**Assignment:**
From the line containing "let policy = if" down to the last line of the records below, give every line again without any change.

#####

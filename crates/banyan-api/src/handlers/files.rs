//! Note-file administration and the per-file index.

use axum::extract::{Path, Query, State};
use axum::Json;
use serde::{Deserialize, Serialize};

use banyan_core::{
    AccessRepository, AccessToken, Error, FileRepository, HeaderSelector, LinkRepository,
    NoteFile, NoteHeader, NoteRepository, Tag,
};

use crate::error::ApiResult;
use crate::state::{AppState, Caller};

#[derive(Debug, Deserialize)]
pub struct CreateFileBody {
    pub name: String,
    pub title: String,
}

#[derive(Debug, Deserialize)]
pub struct UpdateFileBody {
    pub name: String,
    pub title: String,
    pub inhibit_versions: Option<bool>,
}

#[derive(Debug, Deserialize)]
pub struct ArchiveQuery {
    #[serde(default)]
    pub archive: i32,
}

#[derive(Debug, Serialize)]
pub struct FileIndex {
    pub file: NoteFile,
    pub access: AccessToken,
    pub headers: Vec<NoteHeader>,
    pub bases: Vec<NoteHeader>,
    pub tags: Vec<Tag>,
    pub linked: bool,
    pub policy: Option<NoteHeader>,
}

/// POST /files — admin creates a file; the creator becomes its owner.
pub async fn create_file(
    State(state): State<AppState>,
    caller: Caller,
    Json(body): Json<CreateFileBody>,
) -> ApiResult<Json<NoteFile>> {
    caller.require_admin()?;
    let file = state.db.files.create(&caller.user_id, &body.name, &body.title).await?;
    Ok(Json(file))
}

/// GET /files — files the caller can see at all.
pub async fn list_files(
    State(state): State<AppState>,
    caller: Caller,
) -> ApiResult<Json<Vec<NoteFile>>> {
    let all = state.db.files.list().await?;
    if caller.is_admin {
        return Ok(Json(all));
    }

    let mut visible = Vec::new();
    for file in all {
        let token = state.db.access.resolve(&caller.user_id, file.id, 0).await?;
        if token.any_visible() {
            visible.push(file);
        }
    }
    Ok(Json(visible))
}

/// GET /files/:id
pub async fn get_file(
    State(state): State<AppState>,
    caller: Caller,
    Path(file_id): Path<i32>,
) -> ApiResult<Json<NoteFile>> {
    let token = state.db.access.resolve(&caller.user_id, file_id, 0).await?;
    if !caller.is_admin && !(token.can_read || token.can_write || token.can_respond) {
        return Err(Error::Forbidden("no access to this file".to_string()).into());
    }
    Ok(Json(state.db.files.get(file_id).await?))
}

/// PATCH /files/:id — admin rename/retitle.
pub async fn update_file(
    State(state): State<AppState>,
    caller: Caller,
    Path(file_id): Path<i32>,
    Json(body): Json<UpdateFileBody>,
) -> ApiResult<Json<NoteFile>> {
    caller.require_admin()?;
    let file = state.db.files.update(file_id, &body.name, &body.title).await?;
    if let Some(inhibit) = body.inhibit_versions {
        state.db.files.set_inhibit_versions(file_id, inhibit).await?;
    }
    Ok(Json(state.db.files.get(file.id).await?))
}

/// DELETE /files/:id — admin, cascades.
pub async fn delete_file(
    State(state): State<AppState>,
    caller: Caller,
    Path(file_id): Path<i32>,
) -> ApiResult<Json<serde_json::Value>> {
    caller.require_admin()?;
    state.db.files.delete(file_id).await?;
    Ok(Json(serde_json::json!({ "deleted": file_id })))
}

#[derive(Debug, Deserialize)]
pub struct PolicyBody {
    pub header_id: i64,
}

/// PUT /files/:id/policy
pub async fn set_policy(
    State(state): State<AppState>,
    caller: Caller,
    Path(file_id): Path<i32>,
    Json(body): Json<PolicyBody>,
) -> ApiResult<Json<serde_json::Value>> {
    let token = state.db.access.resolve(&caller.user_id, file_id, 0).await?;
    if !caller.is_admin && !token.can_edit_access {
        return Err(Error::Forbidden("cannot edit file policy".to_string()).into());
    }
    state.db.files.set_policy(file_id, body.header_id).await?;
    Ok(Json(serde_json::json!({ "policy_header_id": body.header_id })))
}

/// DELETE /files/:id/policy
pub async fn clear_policy(
    State(state): State<AppState>,
    caller: Caller,
    Path(file_id): Path<i32>,
) -> ApiResult<Json<serde_json::Value>> {
    let token = state.db.access.resolve(&caller.user_id, file_id, 0).await?;
    if !caller.is_admin && !token.can_edit_access {
        return Err(Error::Forbidden("cannot edit file policy".to_string()).into());
    }
    state.db.files.set_policy(file_id, 0).await?;
    Ok(Json(serde_json::json!({ "policy_header_id": 0 })))
}

/// GET /files/:id/index?archive= — everything needed to display a file.
pub async fn file_index(
    State(state): State<AppState>,
    caller: Caller,
    Path(file_id): Path<i32>,
    Query(query): Query<ArchiveQuery>,
) -> ApiResult<Json<FileIndex>> {
    let mut access = state
        .db
        .access
        .resolve(&caller.user_id, file_id, query.archive)
        .await?;
    if caller.is_admin {
        // Admins can always inspect the access list.
        access.can_view_access = true;
    }
    if !access.can_read && !access.can_write {
        return Err(Error::Forbidden("no access to this file".to_string()).into());
    }

    let file = state.db.files.get(file_id).await?;
    let headers = state
        .db
        .notes
        .list_headers(file_id, query.archive, HeaderSelector::All)
        .await?;
    let bases = headers
        .iter()
        .filter(|h| h.is_base() && h.id != file.policy_header_id)
        .cloned()
        .collect();
    let tags = state.db.tags.list_for_file(file_id, query.archive).await?;
    let linked = !state.db.links.linked_files_for(file_id).await?.is_empty();

    let policy = if file.policy_header_id > 0 {
        headers.iter().find(|h| h.id == file.policy_header_id).cloned()
    } else {
        None
    };

    Ok(Json(FileIndex {
        file,
        access,
        headers,
        bases,
        tags,
        linked,
        policy,
    }))
}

#####

**Worked solution:**
    let policy = if file.policy_header_id > 0 {
        headers.iter().find(|h| h.id == file.policy_header_id).cloned()
    } else {
        None
    };

    Ok(Json(FileIndex {
        file,
        access,
        headers,
        bases,
        tags,
        linked,
        policy,
    }))
}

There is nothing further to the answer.